Top of Given records

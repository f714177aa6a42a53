// SPDX-FileCopyrightText: Copyright (c) 2025 NVIDIA CORPORATION & AFFILIATES. All rights reserved.
// SPDX-License-Identifier: Apache-2.0
//
// Licensed under the Apache License, Version 2.0 (the "License");
// you may not use this file except in compliance with the License.
// You may obtain a copy of the License at
//
// http://www.apache.org/licenses/LICENSE-2.0
//
// Unless required by applicable law or agreed to in writing, software
// distributed under the License is distributed on an "AS IS" BASIS,
// WITHOUT WARRANTIES OR CONDITIONS OF ANY KIND, either express or implied.
// See the License for the specific language governing permissions and
// limitations under the License.

//! Vendor detection.

use serde_json::Value as JsonValue;
use std::fmt::Display;
use std::fmt::Formatter;
use std::fmt::Result as FmtResult;

/// Vendors recognized from the service root.
#[derive(Debug, Clone, Copy, PartialEq, Eq, Hash)]
pub enum Vendor {
    /// Dell iDRAC.
    Dell,
    /// HPE iLO.
    Hpe,
    /// AMI MegaRAC.
    Ami,
    /// Supermicro.
    Supermicro,
    /// Lenovo XClarity.
    Lenovo,
    /// NVIDIA.
    Nvidia,
    /// ZT Systems.
    Zt,
}

/// Names matched case-insensitively, in detection order.
const NAMES: &[(&str, Vendor)] = &[
    ("dell", Vendor::Dell),
    ("hpe", Vendor::Hpe),
    ("hp", Vendor::Hpe),
    ("ami", Vendor::Ami),
    ("supermicro", Vendor::Supermicro),
    ("smc", Vendor::Supermicro),
    ("lenovo", Vendor::Lenovo),
    ("nvidia", Vendor::Nvidia),
    ("ztsystems", Vendor::Zt),
    ("zt", Vendor::Zt),
];

impl Vendor {
    /// Vendor named exactly `name`, ignoring case.
    #[must_use]
    pub fn from_name(name: &str) -> Option<Self> {
        let name = name.trim().to_ascii_lowercase();
        NAMES
            .iter()
            .find(|(known, _)| *known == name)
            .map(|(_, vendor)| *vendor)
    }

    /// Detect the vendor from the root `Oem` block, falling back to the
    /// root `Vendor` string.
    #[must_use]
    pub fn detect(oem: Option<&JsonValue>, vendor: Option<&str>) -> Option<Self> {
        oem.and_then(JsonValue::as_object)
            .and_then(|block| block.keys().find_map(|key| Self::from_name(key)))
            .or_else(|| vendor.and_then(Self::from_name))
            .or_else(|| vendor.and_then(Self::from_vendor_string))
    }

    // Vendor strings such as "Dell Inc." or "HPE Enterprise".
    fn from_vendor_string(vendor: &str) -> Option<Self> {
        let vendor = vendor.to_ascii_lowercase();
        vendor
            .split(|c: char| !c.is_ascii_alphanumeric())
            .find_map(Self::from_name)
    }

    /// Canonical name of the vendor.
    #[must_use]
    pub const fn as_str(self) -> &'static str {
        match self {
            Self::Dell => "Dell",
            Self::Hpe => "HPE",
            Self::Ami => "AMI",
            Self::Supermicro => "Supermicro",
            Self::Lenovo => "Lenovo",
            Self::Nvidia => "NVIDIA",
            Self::Zt => "ZT",
        }
    }
}

impl Display for Vendor {
    fn fmt(&self, f: &mut Formatter<'_>) -> FmtResult {
        f.write_str(self.as_str())
    }
}

#[cfg(test)]
mod tests {
    use super::*;
    use serde_json::json;

    #[test]
    fn oem_keys_win() {
        let oem = json!({"Dell": {"ServiceTag": "0000000"}});
        assert_eq!(Vendor::detect(Some(&oem), Some("AMI")), Some(Vendor::Dell));
        let oem = json!({"Hpe": {}});
        assert_eq!(Vendor::detect(Some(&oem), None), Some(Vendor::Hpe));
        let oem = json!({"Ami": {"RtpVersion": "1.8.a"}});
        assert_eq!(Vendor::detect(Some(&oem), None), Some(Vendor::Ami));
    }

    #[test]
    fn vendor_string_fallback() {
        assert_eq!(Vendor::detect(None, Some("Dell Inc.")), Some(Vendor::Dell));
        assert_eq!(Vendor::detect(Some(&json!({})), Some("smc")), Some(Vendor::Supermicro));
        assert_eq!(Vendor::detect(None, Some("Contoso")), None);
        assert_eq!(Vendor::detect(None, None), None);
    }
}
// SPDX-FileCopyrightText: Copyright (c) 2025 NVIDIA CORPORATION & AFFILIATES. All rights reserved.
// SPDX-License-Identifier: Apache-2.0
//
// Licensed under the Apache License, Version 2.0 (the "License");
// you may not use this file except in compliance with the License.
// You may obtain a copy of the License at
//
// http://www.apache.org/licenses/LICENSE-2.0
//
// Unless required by applicable law or agreed to in writing, software
// distributed under the License is distributed on an "AS IS" BASIS,
// WITHOUT WARRANTIES OR CONDITIONS OF ANY KIND, either express or implied.
// See the License for the specific language governing permissions and
// limitations under the License.

//! Composition service and resource blocks.

use crate::collection;
use crate::computer_system::ComputerSystem;
use crate::computer_system::Memory;
use crate::computer_system::Processor;
use crate::resource::FromBase;
use crate::resource::Resource;
use crate::resource::ResourceBase;
use crate::resource::Status;
use crate::storage::Drive;
use crate::Error;
use rsfish_core::Bmc;
use rsfish_core::Link;
use rsfish_core::LinkList;
use serde::Deserialize;
use serde::Serialize;

/// Composition state of a resource block.
#[derive(Debug, Clone, Default, PartialEq, Serialize, Deserialize)]
#[serde(rename_all = "PascalCase")]
pub struct CompositionStatus {
    /// `Unused`, `Composing`, `ComposedAndAvailable`, `Composed` or `Failed`.
    pub composition_state: Option<String>,
    /// Whether the block may be shared by composed systems.
    pub sharing_capable: Option<bool>,
    /// Whether sharing is enabled.
    pub sharing_enabled: Option<bool>,
    /// Whether the block is reserved.
    pub reserved: Option<bool>,
}

/// Data of a resource block.
#[derive(Debug, Clone, Default, PartialEq, Serialize, Deserialize)]
#[serde(rename_all = "PascalCase")]
pub struct ResourceBlockData {
    /// Types of resources in the block.
    #[serde(default)]
    pub resource_block_type: Vec<String>,
    /// Composition state.
    pub composition_status: Option<CompositionStatus>,
    /// `Free`, `Active` or `Unassigned`.
    pub pool: Option<String>,
    /// Client the block is reserved for.
    pub client: Option<String>,
    /// Status of the block.
    pub status: Option<Status>,
}

#[derive(Deserialize, Default)]
struct ResourceBlockLinks {
    #[serde(rename = "ComputerSystems", default)]
    computer_systems: LinkList,
}

#[derive(Deserialize)]
struct ResourceBlockSchema {
    #[serde(flatten)]
    data: ResourceBlockData,
    #[serde(rename = "Processors", default)]
    processors: LinkList,
    #[serde(rename = "Memory", default)]
    memory: LinkList,
    #[serde(rename = "Drives", default)]
    drives: LinkList,
    #[serde(rename = "Links", default)]
    links: ResourceBlockLinks,
}

/// Block of resources that can be composed into systems.
pub struct ResourceBlock<B: Bmc> {
    base: ResourceBase<B>,
    /// Decoded block data.
    pub data: ResourceBlockData,
    processors: LinkList,
    memory: LinkList,
    drives: LinkList,
    computer_systems: LinkList,
}

impl<B: Bmc> ResourceBlock<B> {
    /// Processors of the block.
    ///
    /// # Errors
    ///
    /// Returns error if fetching a processor fails.
    pub async fn processors(&self) -> Result<Vec<Processor<B>>, Error<B>> {
        collection::resolve(self.base.bmc(), &self.processors).await
    }

    /// Memory of the block.
    ///
    /// # Errors
    ///
    /// Returns error if fetching a module fails.
    pub async fn memory(&self) -> Result<Vec<Memory<B>>, Error<B>> {
        collection::resolve(self.base.bmc(), &self.memory).await
    }

    /// Drives of the block.
    ///
    /// # Errors
    ///
    /// Returns error if fetching a drive fails.
    pub async fn drives(&self) -> Result<Vec<Drive<B>>, Error<B>> {
        collection::resolve(self.base.bmc(), &self.drives).await
    }

    /// Systems composed from the block.
    ///
    /// # Errors
    ///
    /// Returns error if fetching a system fails.
    pub async fn computer_systems(&self) -> Result<Vec<ComputerSystem<B>>, Error<B>> {
        collection::resolve(self.base.bmc(), &self.computer_systems).await
    }
}

impl<B: Bmc> FromBase<B> for ResourceBlock<B> {
    fn from_base(base: ResourceBase<B>) -> Result<Self, Error<B>> {
        let ResourceBlockSchema {
            data,
            processors,
            memory,
            drives,
            links,
        } = base.decode()?;
        Ok(Self {
            base,
            data,
            processors,
            memory,
            drives,
            computer_systems: links.computer_systems,
        })
    }
}

impl<B: Bmc> Resource<B> for ResourceBlock<B> {
    fn base(&self) -> &ResourceBase<B> {
        &self.base
    }
}

/// Data of the composition service.
#[derive(Debug, Clone, Default, PartialEq, Serialize, Deserialize)]
#[serde(rename_all = "PascalCase")]
pub struct CompositionServiceData {
    /// Whether the service is enabled.
    pub service_enabled: Option<bool>,
    /// Whether composition requests may be overprovisioned.
    pub allow_overprovisioning: Option<bool>,
    /// Whether zones are constrained.
    pub allow_zone_affinity: Option<bool>,
    /// Status of the service.
    pub status: Option<Status>,
}

#[derive(Deserialize)]
struct CompositionServiceSchema {
    #[serde(flatten)]
    data: CompositionServiceData,
    #[serde(rename = "ResourceBlocks", default)]
    resource_blocks: Link,
}

/// Composition service.
pub struct CompositionService<B: Bmc> {
    base: ResourceBase<B>,
    /// Decoded service data.
    pub data: CompositionServiceData,
    resource_blocks: Link,
}

impl<B: Bmc> CompositionService<B> {
    /// Resource blocks known to the service.
    ///
    /// # Errors
    ///
    /// Returns error if fetching the collection or a block fails.
    pub async fn resource_blocks(&self) -> Result<Vec<ResourceBlock<B>>, Error<B>> {
        self.base.list(&self.resource_blocks).await
    }
}

impl<B: Bmc> FromBase<B> for CompositionService<B> {
    fn from_base(base: ResourceBase<B>) -> Result<Self, Error<B>> {
        let CompositionServiceSchema {
            data,
            resource_blocks,
        } = base.decode()?;
        Ok(Self {
            base,
            data,
            resource_blocks,
        })
    }
}

impl<B: Bmc> Resource<B> for CompositionService<B> {
    fn base(&self) -> &ResourceBase<B> {
        &self.base
    }
}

Bottom of Given records

Task requirements:
Copy every line of the material in which the word "CompositionStatus" occurs.

Result:
pub struct CompositionStatus {
    pub composition_status: Option<CompositionStatus>,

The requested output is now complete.